Occasionally the book feels disjointed. The first chapters focus on Dastmalchi, who then disappears until the final pages. Hamid, a major figure in the last few chapters, plays no role in the book's early part. The use of some Persian terms may not make sense to non-Persian speakers and, in some cases, even to those fluent in the language. For example, Hakakian identifies "mola" as a term of endearment in Kurdish circles. The term could certainly be used for that purpose, especially when less educated Iranians address more learned ones in rural areas. But on page 81, she writes, "Mola, the beloved in the love poems of the poet Rumi." Which love poems? Where in Rumi? The term does not seem to be among those employed by the great Sufi poet.

Sometimes Hakakian's love for detail gets the best of her. The announcement that she owns a rare copy of a banned book in Iran adds little to readers' understanding of the facts at issue. And it's hardly helpful when she informs us in the last paragraphs of the book that Dastmalchi visited Israel.

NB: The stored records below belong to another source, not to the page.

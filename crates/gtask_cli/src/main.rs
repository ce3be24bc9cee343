//! Command-line task viewer.
//!
//! # Responsibility
//! - Drive a `TaskSession` from the shell: show, edit and summarize the
//!   task file under a data directory.
//! - Persist only when a command changed the tree.

use anyhow::{bail, Context, Result};
use clap::{Parser, Subcommand};
use gtask_core::{
    init_logging, outline, render_outline, render_outline_with_ids, ElementId, Node, NodeId,
    OutlineRow, StoreConfig, Task, TaskSession, TaskStore,
};
use log::info;
use std::path::PathBuf;

#[derive(Debug, Parser)]
#[command(name = "gtask", version, about = "Hierarchical to-do tree stored as XML")]
struct Cli {
    /// Directory holding the task file and its backups.
    #[arg(long, global = true, env = "GTASK_DATA_DIR")]
    data_dir: Option<PathBuf>,

    /// Enables rolling file logs under `<data-dir>/logs` at this level.
    #[arg(long, global = true, env = "GTASK_LOG_LEVEL")]
    log_level: Option<String>,

    #[command(subcommand)]
    command: Command,
}

#[derive(Debug, Subcommand)]
enum Command {
    /// Prints the visible outline.
    Show {
        /// Print rows as JSON instead of text.
        #[arg(long)]
        json: bool,
        /// Prefix rows with their element ids.
        #[arg(long)]
        ids: bool,
    },
    /// Adds a task under a node (root by default).
    AddTask {
        #[arg(long)]
        parent: Option<NodeId>,
        #[arg(long)]
        name: Option<String>,
    },
    /// Adds a node under a node (root by default).
    AddNode {
        #[arg(long)]
        parent: Option<NodeId>,
        #[arg(long)]
        name: Option<String>,
    },
    /// Flips done for a task or expanded for a node.
    Toggle { id: ElementId },
    /// Renames a task or node.
    Rename { id: ElementId, name: String },
    /// Removes a task, or a node with its whole subtree.
    Remove { id: ElementId },
    /// Prints done/total counts for the whole tree.
    Stats,
}

fn main() -> Result<()> {
    let cli = Cli::parse();
    let config = match &cli.data_dir {
        Some(dir) => StoreConfig::new(dir),
        None => StoreConfig::from_env(),
    };

    if let Some(level) = &cli.log_level {
        start_logging(level, &config)?;
    }

    let store = TaskStore::open(config).context("failed to open task store")?;
    let mut session = TaskSession::open(store).context("failed to load task file")?;

    run(&cli.command, &mut session)?;

    if session.is_dirty() {
        let outcome = session.close().context("failed to save task file")?;
        info!(
            "event=cli_save module=cli status=ok bytes={} backup={}",
            outcome.bytes_written,
            outcome.backup.is_some()
        );
    }
    Ok(())
}

fn run(command: &Command, session: &mut TaskSession) -> Result<()> {
    match command {
        Command::Show { json, ids } => {
            if *json {
                let rows = outline(session.tree())
                    .iter()
                    .map(row_json)
                    .collect::<Vec<_>>();
                println!("{}", serde_json::to_string_pretty(&rows)?);
            } else if *ids {
                print!("{}", render_outline_with_ids(session.tree()));
            } else {
                print!("{}", render_outline(session.tree()));
            }
        }
        Command::AddTask { parent, name } => {
            let task = name.as_deref().map(Task::named).unwrap_or_default();
            let id = session.add_task_with(*parent, task)?;
            println!("{id}");
        }
        Command::AddNode { parent, name } => {
            let node = name.as_deref().map(Node::named).unwrap_or_default();
            let id = session.add_node_with(*parent, node)?;
            println!("{id}");
        }
        Command::Toggle { id } => {
            let state = match *id {
                ElementId::Node(node) => session.toggle_expanded(node)?,
                ElementId::Task(task) => session.toggle_done(task)?,
            };
            println!("{id} {state}");
        }
        Command::Rename { id, name } => {
            session.rename(*id, name.as_str())?;
        }
        Command::Remove { id } => {
            if !session.delete(*id)? {
                bail!("element not found: {id}");
            }
        }
        Command::Stats => {
            let completion = session.completion();
            println!(
                "{}/{} ({completion}%)",
                completion.done, completion.total
            );
        }
    }
    Ok(())
}

fn row_json(row: &OutlineRow) -> serde_json::Value {
    match row {
        OutlineRow::Node {
            id,
            depth,
            name,
            expanded,
            completion,
        } => serde_json::json!({
            "id": id.to_string(),
            "kind": "node",
            "depth": depth,
            "name": name,
            "expanded": expanded,
            "done": completion.done,
            "total": completion.total,
        }),
        OutlineRow::Task {
            id,
            depth,
            name,
            done,
        } => serde_json::json!({
            "id": id.to_string(),
            "kind": "task",
            "depth": depth,
            "name": name,
            "done": done,
        }),
    }
}

fn start_logging(level: &str, config: &StoreConfig) -> Result<()> {
    let data_dir = std::path::absolute(config.data_dir()).context("failed to resolve data dir")?;
    let log_dir = data_dir.join("logs");
    let log_dir = log_dir
        .to_str()
        .context("log directory is not valid UTF-8")?;
    init_logging(level, log_dir).map_err(anyhow::Error::msg)
}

No consideration of the book would be complete without mentioning Hakakian's delightful use of the maxims of Hadi Khorsandi, the great Iranian satirist who now lives in exile, as chapter epigraphs. The choice of Khorsandi is far better than the one Hakakian made in her first book, Journey from the Land of No, where she similarly employed phrases from Samad Behrangi's Little Black Fish. In my opinion, Behrangi's work is a violent piece of leftist literature disguised as a children's book, and should have had no place in Hakakian's biography of a little Jewish girl displaced ruthlessly due to the atrocities of a heartless Islamic regime. In the case of Assassins of the Turquoise Palace, Khorsandi's satire weaves into each chapter, and eventually we learn in chapter 18 that he could have been the victim of assassination by Messbahi, who ultimately took pity on and saved him.

Rasool Nafisi is an academic and Iran expert who previously wrote for Tehran Bureau about the militarized death of the Islamic Republic. Any opinions expressed are the author's own.